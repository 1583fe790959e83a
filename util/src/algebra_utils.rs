// Copyright (C) 2026 The electionguard-core Authors.

#![deny(clippy::unwrap_used)]
#![deny(clippy::expect_used)]
#![deny(clippy::panic)]
#![deny(clippy::manual_assert)]

//! Small numeric helpers shared by [`crate::algebra`].

use num_bigint::{BigInt, BigUint, Sign};
use num_integer::Integer;
use num_traits::{One, Zero};

use crate::csrng::Csrng;

/// Number of bits required to represent `n`. `0` requires `1` bit, by
/// convention, so callers never have to special-case it.
pub fn cnt_bits_repr(n: &BigUint) -> usize {
    if n.is_zero() { 1 } else { n.bits() as usize }
}

/// Big-endian encoding of `n`, left-padded with zero bytes to exactly `len`
/// bytes. Panics only if `n` does not fit in `len` bytes, which indicates a
/// programmer error (a field/group element wider than its declared width).
pub fn to_be_bytes_left_pad(n: &BigUint, len: usize) -> Vec<u8> {
    let mut v = n.to_bytes_be();
    assert!(v.len() <= len, "value does not fit in {len} bytes");
    if v.len() < len {
        let pad = len - v.len();
        let mut padded = vec![0u8; pad];
        padded.append(&mut v);
        v = padded;
    }
    v
}

/// Modular multiplicative inverse of `a` modulo `m`, via the extended
/// Euclidean algorithm. Returns `None` iff `gcd(a, m) != 1`.
pub fn mod_inverse(a: &BigUint, m: &BigUint) -> Option<BigUint> {
    if m.is_zero() {
        return None;
    }
    let (g, x, _y) = extended_gcd(&BigInt::from(a.clone()), &BigInt::from(m.clone()));
    if g != BigInt::one() {
        return None;
    }
    let m_big = BigInt::from(m.clone());
    let x = ((x % &m_big) + &m_big) % &m_big;
    let (sign, mag) = x.into_parts();
    debug_assert!(sign != Sign::Minus);
    Some(mag)
}

/// Returns `(gcd, x, y)` such that `a*x + b*y == gcd`.
fn extended_gcd(a: &BigInt, b: &BigInt) -> (BigInt, BigInt, BigInt) {
    if b.is_zero() {
        (a.clone(), BigInt::one(), BigInt::zero())
    } else {
        let (q, r) = a.div_rem(b);
        let (g, x1, y1) = extended_gcd(b, &r);
        (g, y1.clone(), x1 - q * y1)
    }
}

/// Probabilistic (Miller-Rabin, `rounds` iterations) primality test. Used
/// only to validate caller-supplied group parameters, never on a hot path.
pub fn is_prime(n: &BigUint, rounds: usize, csrng: &dyn Csrng) -> bool {
    if *n < BigUint::from(2u8) {
        return false;
    }
    for small in [2u8, 3, 5, 7, 11, 13, 17, 19, 23, 29, 31] {
        let small = BigUint::from(small);
        if *n == small {
            return true;
        }
        if (n % &small).is_zero() {
            return false;
        }
    }

    // n - 1 = 2^s * d, d odd.
    let one = BigUint::one();
    let n_minus_one = n - &one;
    let mut d = n_minus_one.clone();
    let mut s = 0u64;
    while (&d % 2u8).is_zero() {
        d /= 2u8;
        s += 1;
    }

    'witness: for _ in 0..rounds {
        let a = csrng.next_biguint_range(&BigUint::from(2u8), &(n - &one));
        let mut x = a.modpow(&d, n);
        if x == one || x == n_minus_one {
            continue;
        }
        for _ in 0..s.saturating_sub(1) {
            x = x.modpow(&BigUint::from(2u8), n);
            if x == n_minus_one {
                continue 'witness;
            }
        }
        return false;
    }
    true
}

#[cfg(test)]
mod tests {
    use super::*;
    use crate::csrng::DeterministicCsrng;

    #[test]
    fn mod_inverse_round_trips() {
        let m = BigUint::from(97u32);
        for a in 1u32..97 {
            let a = BigUint::from(a);
            let inv = mod_inverse(&a, &m).unwrap_or_else(|| panic!("{a} should be invertible"));
            assert_eq!((&a * &inv) % &m, BigUint::one());
        }
    }

    #[test]
    fn to_be_bytes_left_pad_pads() {
        let n = BigUint::from(1u8);
        assert_eq!(to_be_bytes_left_pad(&n, 4), vec![0, 0, 0, 1]);
    }

    #[test]
    fn is_prime_known_values() {
        let csrng = DeterministicCsrng::from_seed_bytes(b"primetest");
        assert!(is_prime(&BigUint::from(2u32), 20, &csrng));
        assert!(is_prime(&BigUint::from(97u32), 20, &csrng));
        assert!(!is_prime(&BigUint::from(98u32), 20, &csrng));
        assert!(is_prime(&BigUint::from(65537u32), 20, &csrng));
    }
}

* * * * * * *

Only the lines from the one holding "assert_eq!((&a * &inv)" to the end of the material are wanted, each transcribed exactly.

Answer to the exercise >>
            assert_eq!((&a * &inv) % &m, BigUint::one());
        }
    }

    #[test]
    fn to_be_bytes_left_pad_pads() {
        let n = BigUint::from(1u8);
        assert_eq!(to_be_bytes_left_pad(&n, 4), vec![0, 0, 0, 1]);
    }

    #[test]
    fn is_prime_known_values() {
        let csrng = DeterministicCsrng::from_seed_bytes(b"primetest");
        assert!(is_prime(&BigUint::from(2u32), 20, &csrng));
        assert!(is_prime(&BigUint::from(97u32), 20, &csrng));
        assert!(!is_prime(&BigUint::from(98u32), 20, &csrng));
        assert!(is_prime(&BigUint::from(65537u32), 20, &csrng));
    }
}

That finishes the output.